Even after living in Chiang Mai for almost a year, I’m still no closer to cracking this particular chestnut. The handful of Thai women I regularly spend time with seem to have pretty high calorie diets full of saturated fats; eat relatively few vegetables; drink very sweet drinks and reasonably large amounts of alcohol; walk and exercise very little, if at all. My workmates and I eat lunch together on most days so I know what they eat — and they have diets that would make the average health-conscious woman in the West run for the nearest gym. Deep fried food, over-sweetened snacks, refined sugars and simple carbohydrates — not unknown elements of a normal diet here. Given this, I think I can actually claim to be living exactly like a local, since I have had a similar kind of lifestyle. Eeeek!
We all went for a full health check-up on Friday at a local hospital — and when I say full, I mean that I was poked and prodded in ways that I would prefer to not go into — and I actually felt incredibly relieved that I am somehow still in good health, aside from gaining some weight and getting little exercise. I’ve since resolved that I need to steer this ship back on course. So I finally broke the gym drought I’d been experiencing, even managing to break a sweat the other night.
Maybe this new-found need to be healthy was also triggered by a rather embarrassing moment recently where I went to a shop and found a dress I liked…and when I got Josh to give me his opinion, he said, “You do realise that this is the shop for big girls?” And yeah, it was. That’s totally what I am here. It brought me back to a moment not long after I moved here, where I was trying on XXL shorts and couldn’t get them past my hips, let alone my waist, and the only thing I was able to buy from that store was a great t-shirt that fit perfectly — because it was free size.
Another reason why I’ve been thinking about this issue is earlier this week we went to a seafood buffet. They’re rather fond of buffets here and my workmates and I get together outside of work every so often at these sort of places and it’s always great fun. We had raw prawns, deep-fried and battered prawns, barbecued prawns, raw prawns (my fave), boiled crab, curried crab — not to mention different kinds of squids and various other spicy soups. But half-way through the meal I had about reached my limit and a pained look would pass by my face every time my workmates ordered something else. But they kept going!

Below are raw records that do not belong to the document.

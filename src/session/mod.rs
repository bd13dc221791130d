pub mod driver;
pub mod fuel;
pub mod messages;
pub mod pending;
pub mod predictor;
pub mod snapshots;
pub mod stints;
pub mod store;

use serde::{Deserialize, Serialize};

use crate::packets::{SafetyCarStatus, SessionFragment, SessionType};

/// Circuits whose pit lane rejoins the track before the control line. On
/// these, a tyre-change notification can precede both the lap change and
/// the first damage reading for the new set.
const PIT_EXIT_BEFORE_LINE_CIRCUITS: &[&str] = &[
    "sakhir",
    "silverstone",
    "spa",
    "suzuka",
    "monza",
    "zandvoort",
];

/// The two track-layout cases that decide which telemetry fragment is
/// authoritative when a tyre change is detected.
#[derive(Clone, Copy, Debug, Default, PartialEq, Eq, Serialize, Deserialize)]
pub enum TrackGeometry {
    /// Pit exit before the control line: wait for both the lap change and a
    /// fresh damage packet before committing the new stint.
    PitExitBeforeLine,
    /// Pit exit after the control line: the lap change has already happened
    /// by the time the tyre-set notification fires, so only a fresh damage
    /// packet is awaited.
    #[default]
    PitExitAfterLine,
}

impl TrackGeometry {
    pub fn for_circuit(circuit: &str) -> Self {
        let lowered = circuit.to_lowercase();
        if PIT_EXIT_BEFORE_LINE_CIRCUITS
            .iter()
            .any(|known| lowered.contains(known))
        {
            TrackGeometry::PitExitBeforeLine
        } else {
            TrackGeometry::PitExitAfterLine
        }
    }
}

/// Session-wide state owned by the store and passed by reference into every
/// record mutation. Replaces what used to be ambient global state in
/// comparable tools.
#[derive(Clone, Debug, Default, Serialize, Deserialize)]
pub struct SessionContext {
    pub session_id: u64,
    pub session_type: SessionType,
    pub circuit: String,
    pub total_laps: Option<u32>,
    pub safety_car_status: SafetyCarStatus,
    /// Events dispatched into the store since the session started
    pub packet_count: u64,
    /// Set by the external silence watchdog via `mark_stale()`
    pub stale: bool,
}

impl SessionContext {
    pub fn from_fragment(session_id: u64, session: &SessionFragment) -> Self {
        Self {
            session_id,
            session_type: session.session_type,
            circuit: session.circuit.clone(),
            total_laps: (session.total_laps > 0).then_some(session.total_laps),
            safety_car_status: session.safety_car_status,
            packet_count: 0,
            stale: false,
        }
    }

    pub fn geometry(&self) -> TrackGeometry {
        TrackGeometry::for_circuit(&self.circuit)
    }
}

I’m kind of joking with this post really, because things here are probably not quite what they seem. I don’t have a good answer to the question of how so many stay so skinny, but it’s important to remember that skinniness does not equate to healthfulness at all. In fact, at the health check up, one of my workmates, a young 25 year guy who’s as thin as a rake, seemed to have a bit of a cholesterol issue.
Speaking as a public health person, I think the current lifestyle here, and other parts of Asia also undergoing rapid transformation in terms of wealth, is surely a ticking bomb. That is, if the consequences haven’t already taken hold. Most people in Vietnam I met seemed to have a waist-to-hip ratio higher than it should be as well, though the Vietnamese diet is arguably a lot healthier than the Thai one.
The rise in noncommunicable diseases associated with smoking, diet, alcohol consumption and lack of exercise, will only increase over the coming years, because if anything, south-east Asians have bodies that are even less able to tolerate these kinds of modern diets compared to Caucasians, for reasons which have been the subject of much research over the past decade. I just hope that Thai society takes this issue more seriously than they’re currently doing, and take more active health promotion measures to avert a disaster in the making.